Functions of Pelvic Floor Muscle, Anatomy, Exercise,

Functions of Pelvic Floor Muscle/Pelvic Floor or Pelvic Diaphragm is composed of muscle fibers of the levator ani, the coccygeus muscle, and associated connective tissue which spans the area underneath the pelvis. The pelvic diaphragm is a muscular partition formed by the elevators ani and coccygei, with which may be included the parietal pelvic fascia on their upper and lower aspects. The pelvic floor separates the pelvic cavity above from the perineal region (including perineum) below. Because to accommodate the birth canal, a female’s pelvic cavity is larger than a male’s, the pelvic floor tends to be considered a part of the female anatomy, but males have an equivalent pelvic floor.

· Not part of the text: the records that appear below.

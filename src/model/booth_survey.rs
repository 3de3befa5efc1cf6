use chrono::NaiveDateTime;
use serde::{Deserialize, Serialize};
use utoipa::{IntoParams, ToSchema};

use crate::model::api::{AuditDto, BoothRefDto, RefDto};

#[derive(Clone, Copy, Debug, Default, PartialEq, Eq, Serialize, Deserialize, ToSchema)]
pub enum SurveyStatus {
    #[default]
    Pending,
    #[serde(rename = "In Progress")]
    InProgress,
    Completed,
    Verified,
    Rejected,
}

impl SurveyStatus {
    pub fn as_str(self) -> &'static str {
        match self {
            SurveyStatus::Pending => "Pending",
            SurveyStatus::InProgress => "In Progress",
            SurveyStatus::Completed => "Completed",
            SurveyStatus::Verified => "Verified",
            SurveyStatus::Rejected => "Rejected",
        }
    }
}

#[derive(Clone, Debug, Serialize, Deserialize, ToSchema)]
pub struct BoothSurveyDto {
    pub id: i32,
    pub booth: Option<BoothRefDto>,
    /// The surveying user, named by username
    pub survey_done_by: Option<RefDto>,
    pub survey_date: NaiveDateTime,
    pub status: String,
    pub remark: Option<String>,
    #[serde(flatten)]
    pub audit: AuditDto,
}

/// Body of booth survey create and update requests
#[derive(Clone, Debug, Default, Serialize, Deserialize, ToSchema)]
pub struct BoothSurveyPayload {
    pub booth_id: Option<i32>,
    pub survey_done_by: Option<i32>,
    /// Defaults to the time of creation
    pub survey_date: Option<NaiveDateTime>,
    pub status: Option<SurveyStatus>,
    pub remark: Option<String>,
}

/// Query parameters of the booth survey list
#[derive(Clone, Debug, Default, Deserialize, IntoParams)]
#[into_params(parameter_in = Query)]
pub struct BoothSurveyQuery {
    /// Page number, starting at 1
    pub page: Option<u64>,
    /// Page size, 10 by default and at most 100
    pub limit: Option<u64>,
    /// Case-insensitive substring matched against the remark
    pub search: Option<String>,
    pub booth: Option<i32>,
    pub status: Option<SurveyStatus>,
    /// Id of the surveying user
    pub surveyor: Option<i32>,
}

The pelvic floor is an anatomical area where the balance of the different pressures, either visceral, muscular or liquid, plays a fundamental role in the physiological pursuit of the functions of all the structures contained therein. The pelvis is considered superiorly as the space between the pubic and sacral promontory through the unnamed line (present on the inner part of the iliac bone), and inferiorly as the plane between the ischiatic tuberosity and the coccyx apex, closed down from the perineum.    From a descriptive anatomical point of view, the pelvic floor can be divided into 4 compartments:

  • Anterior or urinary (bladder, bladder neck, urethra)
  • Medium or genital (vagina and uterus in women, prostate in men)
  • Posterior or anterior (anus, anal canal, sigmoid, rectum)
  • Peritoneal (endopelvic fascia, anus muscle lift, perineal membrane)

The pelvic floor consists of the urogenital triangle, the urogenital diaphragm, and the pelvic diaphragm.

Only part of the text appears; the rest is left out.